Bulls really want to see this change
A thrust that's still lacking
There have been some nascent signs of buyers eagerly returning to stocks. Indexes have soared, and some breadth metrics are showing quick turnarounds.
One of the critical factors for a healthy market environment and improving sentiment in any sector or index is that the number of issues hitting a 52-week high should outnumber those falling to a 52-week low. Very basic, but very effective.
It has been a struggle to see that on the NYSE or Nasdaq exchanges. It's been even more of a struggle to see any kind of thrust. The NYSE Net High-Low % has been below 10% for more than 200 days. That's the longest since 2018 and ranks among the 20 longest streaks over the past 60 years.

Long streaks without a net new high thrust tended to lead to mediocre returns, and it can be a worry since this is a hallmark of bear markets. We witnessed this behavior before the worst declines in 2008, 2015, and 2018. But it's not so consistent that we can chalk it up as a point in bears' favor - these long streaks also triggered near the bottoms of bear markets a handful of times.
It's even more egregious on the Nasdaq.
A nice house in a good neighborhood
The relative strength index (RSI), developed by J. Welles Wilder Jr., measures price momentum for stocks, indexes, or other assets. However, one can apply the indicator to almost any type of time series. Dean likes to use the RSI indicator on the ratio between two securities to identify relative strength trends. When the RSI ratio exceeds 70, the relative momentum trend is positive.
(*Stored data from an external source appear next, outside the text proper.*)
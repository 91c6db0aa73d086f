//! Roster sync
//!
//! Reconciles a desired roster (CSV or an in-memory frame) against what
//! the warehouse last pulled, then submits create and delete mutations in
//! batches.
//!
//! # Overview
//!
//! The sync module provides:
//! - `SyncEngine` - diffs and submits one syncable entity
//! - `SyncConfig` - batch size, cooldown, sync file directory
//! - `SyncDiff` / `SyncStats` - what was found and what was done
//! - `read_csv` / `parse_csv` - desired-state input

mod input;
mod types;

pub use input::{parse_csv, read_csv};
pub use types::{SyncConfig, SyncDiff, SyncStats, ALIAS_PREFIX};

use crate::api::{ApiRequest, BatchTransport};
use crate::engine::BatchRunner;
use crate::entity::{self, EntityDescriptor, EntityKind, SyncSpec};
use crate::error::{Error, Result};
use crate::frame::{Cell, Frame};
use crate::sink::Sink;
use std::collections::HashMap;
use std::path::PathBuf;
use std::sync::Arc;
use tracing::{debug, info, warn};

/// Columns of the cleaned current course state
const COURSE_SYNC_COLUMNS: &[&str] = &["courseId", "name", "section"];

/// Roster sync engine
pub struct SyncEngine {
    transport: Arc<dyn BatchTransport>,
    sink: Arc<dyn Sink>,
    config: SyncConfig,
}

impl SyncEngine {
    /// Create a new sync engine
    pub fn new(transport: Arc<dyn BatchTransport>, sink: Arc<dyn Sink>) -> Self {
        Self {
            transport,
            sink,
            config: SyncConfig::default(),
        }
    }

    /// Set sync configuration
    #[must_use]
    pub fn with_config(mut self, config: SyncConfig) -> Self {
        self.config = config;
        self
    }

    /// Get the sync configuration
    pub fn config(&self) -> &SyncConfig {
        &self.config
    }

    /// Path of the desired-state file for an entity
    pub fn sync_file(&self, kind: EntityKind) -> PathBuf {
        self.config
            .sync_dir
            .join(format!("{}.csv", kind.name().to_lowercase()))
    }

    /// Sync one entity.
    ///
    /// `desired` defaults to the entity's CSV in the sync directory.
    /// Returns the diff that was acted on.
    pub async fn sync(&self, kind: EntityKind, desired: Option<Frame>) -> Result<SyncDiff> {
        self.run(kind, desired).await.map(|(diff, _)| diff)
    }

    /// Sync one entity, returning both the diff and what was submitted
    pub async fn run(
        &self,
        kind: EntityKind,
        desired: Option<Frame>,
    ) -> Result<(SyncDiff, SyncStats)> {
        let diff = self.diff(kind, desired)?;
        let stats = self.submit(kind, &diff).await?;
        info!(
            "{kind}: sync finished ({} created, {} deleted, {} deletes skipped, {} failed)",
            stats.created, stats.deleted, stats.deletes_skipped, stats.failed
        );
        Ok((diff, stats))
    }

    /// Compute the diff without submitting anything
    pub fn diff(&self, kind: EntityKind, desired: Option<Frame>) -> Result<SyncDiff> {
        let spec = sync_spec(kind)?;

        let desired = match desired {
            Some(frame) => frame,
            None => {
                let path = self.sync_file(kind);
                debug!("{kind}: reading desired state from {}", path.display());
                read_csv(&path)?
            }
        };
        let desired = self.prefix_aliases(kind, desired)?;
        for key in spec.join_keys {
            if !desired.has_column(key) {
                return Err(Error::sync(
                    kind.name(),
                    format!("desired state has no '{key}' column"),
                ));
            }
        }

        let current = self.current_state(kind)?;
        let diff = desired.outer_diff(&current, spec.join_keys)?;

        Ok(SyncDiff {
            to_create: diff.left_only.drop_null_columns(),
            to_delete: diff.right_only.drop_null_columns(),
            unchanged: diff.both,
        })
    }

    /// Submit the mutations a diff calls for
    pub async fn submit(&self, kind: EntityKind, diff: &SyncDiff) -> Result<SyncStats> {
        let spec = sync_spec(kind)?;
        let mut stats = SyncStats::default();

        let mut requests: HashMap<String, ApiRequest> = HashMap::new();
        let mut pending: Vec<String> = Vec::new();

        info!("{kind}: {} new items to create.", diff.to_create.len());
        for (idx, row) in diff.to_create.iter().enumerate() {
            let id = idx.to_string();
            requests.insert(id.clone(), entity::create_request(kind, row)?);
            pending.push(id);
        }
        let creates = pending.len();

        if spec.delete_on_sync {
            info!("{kind}: {} new items to delete.", diff.to_delete.len());
            for (idx, row) in diff.to_delete.iter().enumerate() {
                let id = (creates + idx).to_string();
                requests.insert(id.clone(), entity::delete_request(kind, row)?);
                pending.push(id);
            }
        } else if !diff.to_delete.is_empty() {
            info!(
                "{kind}: {} items missing from the desired state; deletion is disabled.",
                diff.to_delete.len()
            );
            stats.deletes_skipped = diff.to_delete.len();
        }

        let runner = BatchRunner::new(
            self.transport.as_ref(),
            self.config.retry_policy(),
            self.config.cooldown,
        );

        while !pending.is_empty() {
            info!("{kind}: {} requests remaining.", pending.len());
            let take = self.config.batch_size.min(pending.len());
            let batch: Vec<(String, ApiRequest)> = pending
                .split_off(pending.len() - take)
                .into_iter()
                .rev()
                .filter_map(|id| requests.get(&id).map(|r| (id, r.clone())))
                .collect();
            stats.batches += 1;

            let mut quota_exceeded = false;
            for response in runner.submit(kind.name(), batch).await? {
                let is_create = response
                    .id
                    .parse::<usize>()
                    .map_err(|_| Error::request_id(&response.id, "not a sync request index"))?
                    < creates;
                match response.result {
                    Ok(_) if is_create => stats.created += 1,
                    Ok(_) => stats.deleted += 1,
                    Err(error) if error.is_quota_exceeded() => {
                        quota_exceeded = true;
                        stats.requeued += 1;
                        pending.push(response.id);
                    }
                    Err(error) if error.is_internal() => {
                        stats.requeued += 1;
                        pending.push(response.id);
                    }
                    Err(error) => {
                        stats.failed += 1;
                        warn!(
                            "{kind}: request {} failed with {}: {}",
                            response.id, error.status, error.message
                        );
                    }
                }
            }

            if quota_exceeded {
                runner.cool_down(kind.name()).await;
            }
        }

        Ok(stats)
    }

    fn prefix_aliases(&self, kind: EntityKind, mut desired: Frame) -> Result<Frame> {
        let prefix = self.config.alias_prefix.as_str();
        desired
            .map_column("alias", |cell| {
                Ok(match cell.to_text() {
                    Some(alias) => Cell::Text(format!("{prefix}{alias}")),
                    None => Cell::Null,
                })
            })
            .map_err(|_| Error::sync(kind.name(), "desired state has no 'alias' column"))?;
        Ok(desired)
    }

    /// Current state joined with course aliases
    fn current_state(&self, kind: EntityKind) -> Result<Frame> {
        let current = cleaned_current(kind, self.read_strings(kind)?)?;
        let aliases = self.read_strings(EntityKind::CourseAliases)?;
        current.inner_join(&aliases, "courseId")
    }

    /// Read an entity's table as text, empty with its schema when absent
    fn read_strings(&self, kind: EntityKind) -> Result<Frame> {
        let descriptor: &EntityDescriptor = kind.descriptor();
        let table = kind.table_name(&self.config.table_prefix);
        Ok(match self.sink.read_table(&table)? {
            Some(frame) => frame.to_strings(),
            None => {
                debug!("{kind}: table {table} does not exist, treating as empty");
                Frame::new(descriptor.columns.iter().copied())
            }
        })
    }
}

fn sync_spec(kind: EntityKind) -> Result<SyncSpec> {
    kind.descriptor()
        .sync
        .ok_or_else(|| Error::sync(kind.name(), "entity does not support sync"))
}

/// Per-entity cleanup of the pulled table before diffing.
///
/// Courses keep only ACTIVE rows, expose `id` as `courseId` and drop
/// everything but the compared columns.
fn cleaned_current(kind: EntityKind, mut frame: Frame) -> Result<Frame> {
    match kind {
        EntityKind::Courses => {
            frame.retain(|row| row.get_str("courseState") == Some("ACTIVE"));
            frame.rename("id", "courseId");
            frame.select(COURSE_SYNC_COLUMNS)
        }
        _ => Ok(frame),
    }
}

#[cfg(test)]
mod tests;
The RSI ratio indicator for the Australian ETF (EWA) just surged to the third-highest level in the last decade and the ratio trend model reversed from negative to positive on 2/17/22 when the RSI ratio crossed above 70. Favorable RSI ratio trend conditions show significantly higher annualized returns for the iShares EWA ETF, with a return of 14.2%. In contrast, when the RSI ratio trend is negative, the ETF annualizes at 3.6%.

A trading signal using this methodology occurred 20 other times over the past 29 years. The model ensures that we buy solid absolute and relative trends to avoid buying the best house in a lousy neighborhood. After the other signals, future returns, win rates, and risk/reward profiles were solid across all time frames, especially on a medium-term basis.